Ever since President Barack Obama announced that he would shut down the detention facility at Guantanamo Bay, Cuba, law enforcement officials and politicians across the country have been fighting to out-NIMBY each other in refusing to house the 241 detainees that would need to be tried stateside. Virginia officials have been especially adamant about the issue, lining up to oppose sending any of the suspected terrorists to a jail in Alexandria. The issue has even become a point of contention in the coming Democratic gubernatorial primary.

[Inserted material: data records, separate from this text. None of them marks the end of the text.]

pub mod id;
pub mod user;
pub mod message;
pub mod session;
pub mod connection;
pub mod frame;
pub mod event;
pub mod catalog;
pub mod config;
pub mod error;


pub use error::ChatError;
pub use id::EntityId;
pub type Result<T> = std::result::Result<T, ChatError>;
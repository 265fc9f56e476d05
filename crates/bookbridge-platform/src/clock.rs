//! Wall clock and `setTimeout`-backed timers.

use std::cell::{Cell, RefCell};
use std::collections::HashMap;
use std::rc::Rc;

use chrono::{DateTime, Utc};
use gloo_timers::callback::Timeout;

use bookbridge_core::ports::{ClockPort, TimerHandle};

pub struct BrowserClock {
    next_id: Cell<u64>,
    timers: Rc<RefCell<HashMap<u64, Timeout>>>,
}

impl BrowserClock {
    pub fn new() -> Self {
        Self {
            next_id: Cell::new(1),
            timers: Rc::new(RefCell::new(HashMap::new())),
        }
    }

    pub fn pending(&self) -> usize {
        self.timers.borrow().len()
    }
}

impl Default for BrowserClock {
    fn default() -> Self {
        Self::new()
    }
}

impl ClockPort for BrowserClock {
    fn now(&self) -> DateTime<Utc> {
        Utc::now()
    }

    fn schedule(&self, delay_ms: u64, callback: Box<dyn FnOnce()>) -> TimerHandle {
        let id = self.next_id.get();
        self.next_id.set(id + 1);

        let timers = self.timers.clone();
        let millis = u32::try_from(delay_ms).unwrap_or(u32::MAX);
        let timeout = Timeout::new(millis, move || {
            // Already fired: forget instead of dropping so nothing is cleared
            // from inside its own callback.
            if let Some(fired) = timers.borrow_mut().remove(&id) {
                let _ = fired.forget();
            }
            callback();
        });
        self.timers.borrow_mut().insert(id, timeout);
        TimerHandle(id)
    }

    fn cancel(&self, handle: TimerHandle) {
        // Dropping a gloo Timeout clears it.
        self.timers.borrow_mut().remove(&handle.0);
    }
}
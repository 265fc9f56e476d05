//! Book assistant transcript: the chatbot widget next to the chats.

use bookbridge_types::{Result, catalog::ChatbotReply};
use serde::{Deserialize, Serialize};

use crate::ports::ChatApiPort;

pub const WELCOME_TEXT: &str = "Hello! I'm BookBridge, your book assistant. How can I help you find books today? You can ask me to find books by title, author, or genre.";
pub const EMPTY_REPLY_TEXT: &str = "Sorry, I couldn't process your request. Please try again.";
pub const ERROR_REPLY_TEXT: &str = "Sorry, there was an error processing your request. Please try again.";

#[derive(Debug, Clone, Copy, PartialEq, Eq, Serialize, Deserialize)]
#[serde(rename_all = "lowercase")]
pub enum AssistantRole {
    User,
    Assistant,
}

#[derive(Debug, Clone, PartialEq, Serialize, Deserialize)]
pub struct AssistantTurn {
    pub role: AssistantRole,
    pub text: String,
}

impl AssistantTurn {
    fn user(text: impl Into<String>) -> Self {
        Self {
            role: AssistantRole::User,
            text: text.into(),
        }
    }

    fn assistant(text: impl Into<String>) -> Self {
        Self {
            role: AssistantRole::Assistant,
            text: text.into(),
        }
    }
}

/// Render a chatbot reply, with recommendations as a markdown link list.
pub fn format_reply(reply: &ChatbotReply) -> String {
    let mut text = if reply.response.trim().is_empty() {
        EMPTY_REPLY_TEXT.to_string()
    } else {
        reply.response.clone()
    };

    if !reply.books.is_empty() {
        text.push_str("\n\n**Book Recommendations:**");
        for book in &reply.books {
            text.push_str(&format!(
                "\n- [{} by {}](book-detail.html?id={})",
                book.title, book.author, book.id
            ));
        }
    }
    text
}

#[derive(Debug, Clone)]
pub struct AssistantChat {
    transcript: Vec<AssistantTurn>,
    waiting: bool,
}

impl AssistantChat {
    pub fn new() -> Self {
        Self {
            transcript: vec![AssistantTurn::assistant(WELCOME_TEXT)],
            waiting: false,
        }
    }

    pub fn transcript(&self) -> &[AssistantTurn] {
        &self.transcript
    }

    /// Whether a reply is outstanding (the typing indicator)
    pub fn is_waiting(&self) -> bool {
        self.waiting
    }

    /// Record the user's question. Returns the trimmed query to post, or
    /// `None` for blank input.
    pub fn begin(&mut self, query: &str) -> Option<String> {
        let query = query.trim();
        if query.is_empty() {
            return None;
        }
        self.transcript.push(AssistantTurn::user(query));
        self.waiting = true;
        Some(query.to_string())
    }

    /// Record the outcome of the request `begin` started. Failures become an
    /// apology turn.
    pub fn complete(&mut self, outcome: Result<ChatbotReply>) {
        self.waiting = false;
        let text = match outcome {
            Ok(reply) => format_reply(&reply),
            Err(e) => {
                log::error!("Assistant request failed: {}", e);
                ERROR_REPLY_TEXT.to_string()
            }
        };
        self.transcript.push(AssistantTurn::assistant(text));
    }

    /// `begin` + request + `complete` in one go, for callers that own the
    /// chat exclusively.
    pub async fn ask(&mut self, api: &dyn ChatApiPort, query: &str) -> bool {
        let Some(query) = self.begin(query) else {
            return false;
        };
        let outcome = api.chatbot(&query).await;
        self.complete(outcome);
        true
    }
}

impl Default for AssistantChat {
    fn default() -> Self {
        Self::new()
    }
}
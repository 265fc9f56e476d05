use chrono::{DateTime, Utc};
use serde::{Deserialize, Serialize};

use crate::id::EntityId;
use crate::user::CurrentUser;

/// Where a displayed message came from
#[derive(Debug, Clone, Copy, PartialEq, Eq, Serialize, Deserialize)]
#[serde(rename_all = "lowercase")]
pub enum MessageOrigin {
    /// Loaded once from `GET /api/chats/{id}`
    History,
    /// Delivered over the socket
    Live,
    /// Rendered locally before the server acknowledged it
    Optimistic,
}

/// A single chat message. Immutable once created.
#[derive(Debug, Clone, PartialEq, Serialize, Deserialize)]
pub struct Message {
    pub id: EntityId,
    #[serde(default, skip_serializing_if = "Option::is_none")]
    pub session_id: Option<EntityId>,
    pub sender_id: EntityId,
    pub sender_name: String,
    pub content: String,
    pub created_at: DateTime<Utc>,
    /// Derived: `sender_id == current user id`
    pub is_self: bool,
    pub origin: MessageOrigin,
    /// Client-generated correlation id, only set on optimistic messages and
    /// on server echoes that carry it back.
    #[serde(default, skip_serializing_if = "Option::is_none")]
    pub client_ref: Option<String>,
}

impl Message {
    /// Ordering key: creation time, ties broken by id
    pub fn sort_key(&self) -> (DateTime<Utc>, &EntityId) {
        (self.created_at, &self.id)
    }

    pub fn is_optimistic(&self) -> bool {
        self.origin == MessageOrigin::Optimistic
    }

    /// Display name, falling back the way the chat widgets always have.
    pub fn display_name<'a>(&'a self, user: &'a CurrentUser) -> &'a str {
        if self.is_self {
            &user.username
        } else if self.sender_name.is_empty() {
            "User"
        } else {
            &self.sender_name
        }
    }
}

/// A message the caller just handed to the connection, before any echo.
#[derive(Debug, Clone, PartialEq)]
pub struct OutboundMessage {
    pub content: String,
    pub session_id: Option<EntityId>,
    pub client_ref: String,
    pub sent_at: DateTime<Utc>,
}
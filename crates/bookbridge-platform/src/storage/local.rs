//! localStorage backend.
//!
//! Values are stored as strings because the other marketplace pages read
//! the same keys (`token`, `user`, `cart`) directly from JavaScript.

use async_trait::async_trait;
use web_sys::Storage;

use bookbridge_core::ports::StoragePort;
use bookbridge_types::{ChatError, Result};

pub struct LocalStorage {
    storage: Storage,
}

impl LocalStorage {
    pub fn open() -> Result<Self> {
        let storage = gloo_utils::window()
            .local_storage()
            .map_err(|e| ChatError::Storage(format!("{:?}", e)))?
            .ok_or_else(|| ChatError::Storage("localStorage not available".to_string()))?;
        Ok(Self { storage })
    }
}

#[async_trait(?Send)]
impl StoragePort for LocalStorage {
    async fn get(&self, key: &str) -> Result<Option<Vec<u8>>> {
        let value = self
            .storage
            .get_item(key)
            .map_err(|e| ChatError::Storage(format!("{:?}", e)))?;
        Ok(value.map(String::into_bytes))
    }

    async fn set(&self, key: &str, value: &[u8]) -> Result<()> {
        let text = std::str::from_utf8(value)
            .map_err(|_| ChatError::Storage(format!("{} is not valid UTF-8", key)))?;
        // Fails when the quota is exhausted.
        self.storage
            .set_item(key, text)
            .map_err(|e| ChatError::Storage(format!("{:?}", e)))
    }

    async fn delete(&self, key: &str) -> Result<()> {
        self.storage
            .remove_item(key)
            .map_err(|e| ChatError::Storage(format!("{:?}", e)))
    }

    async fn list_keys(&self, prefix: &str) -> Result<Vec<String>> {
        let len = self
            .storage
            .length()
            .map_err(|e| ChatError::Storage(format!("{:?}", e)))?;
        let mut keys = Vec::new();
        for index in 0..len {
            if let Ok(Some(key)) = self.storage.key(index) {
                if key.starts_with(prefix) {
                    keys.push(key);
                }
            }
        }
        keys.sort();
        Ok(keys)
    }

    fn backend_name(&self) -> &str {
        "localStorage"
    }
}
pub mod item;
pub mod scanner;

pub use item::ObjectWorkItem;
pub use scanner::ArchiveScanner;
use std::sync::Arc;

use tracing::info;
use tracing_subscriber::EnvFilter;

use kurator::{
    load_config, ArchiveScanner, BatchRunner, ConfigError, JsonMetadataSource,
    JsonlDescriptionStore, MetadataSource, OpenAiClient,
};

fn init_logging() {
    // Route `log` macro output from the library into tracing.
    let _ = tracing_log::LogTracer::init();
    tracing_subscriber::fmt()
        .with_env_filter(
            EnvFilter::try_from_default_env().unwrap_or_else(|_| EnvFilter::new("info")),
        )
        .init();
}

async fn run() -> kurator::Result<()> {
    dotenvy::dotenv().ok();

    let config_path = std::env::args()
        .nth(1)
        .unwrap_or_else(|| "kurator.json".to_string());
    let config = load_config(&config_path)?;

    let api_key = std::env::var("OPENAI_API_KEY")
        .map_err(|_| ConfigError::MissingCredential("OPENAI_API_KEY".to_string()))?;

    let metadata = JsonMetadataSource::new(&config.metadata_tables).read_all()?;
    info!("Loaded metadata for {} objects", metadata.len());

    let scanner = ArchiveScanner::new(&config.input_directories, config.max_images_per_object);
    let work_items = scanner.scan(&metadata);
    if work_items.is_empty() {
        info!("No objects found in the archive, nothing to do");
        return Ok(());
    }

    let store = Arc::new(JsonlDescriptionStore::new(&config.descriptions_table));
    let client = Arc::new(OpenAiClient::from_config(&config, api_key));
    let runner = BatchRunner::from_config(&config, client, store);

    let summary = runner.run(work_items).await?;
    info!("Run complete: {summary}");

    Ok(())
}

#[tokio::main]
async fn main() {
    init_logging();

    if let Err(e) = run().await {
        eprintln!("Error: {e}");
        std::process::exit(1);
    }
}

In a recent interview with the Washington Times, though, D.C. Attorney General Peter Nickles stated that the District would accept Guantanamo detainees. Well, kind of. Nickles spends most of the interview complaining about 10 Colombian narcoterrorists housed in the District, claiming that having them here has provoked a number of security-related headaches for the city’s Department of Corrections. He also criticizes President Obama for not having a detailed plan for shutting down Guantanamo, but he then goes on to say that the District would take detainees if asked: “If he [Obama] said he’d want us to do it, we’d do it. But I think I’d sit down with [U.S. Attorney General] Eric Holder…and say, ‘Now, let me ask you a few questions and see what the answers are here.'”

Admittedly, no one has actually brought up the issue of bringing any Gitmo detainees to the District. After all, given our own longstanding struggles to keep order in the D.C. Jail, we don’t think that anyone has any faith that housing sensitive detainees would be feasible idea. It is nice that Nickles didn’t automatically jump on the NIMBY bandwagon, though. It’s frustrating to see so many anti-Guantanamo pols clam up when asked what should be done with the detainees who would have to be shipped somewhere after the detention center’s closing.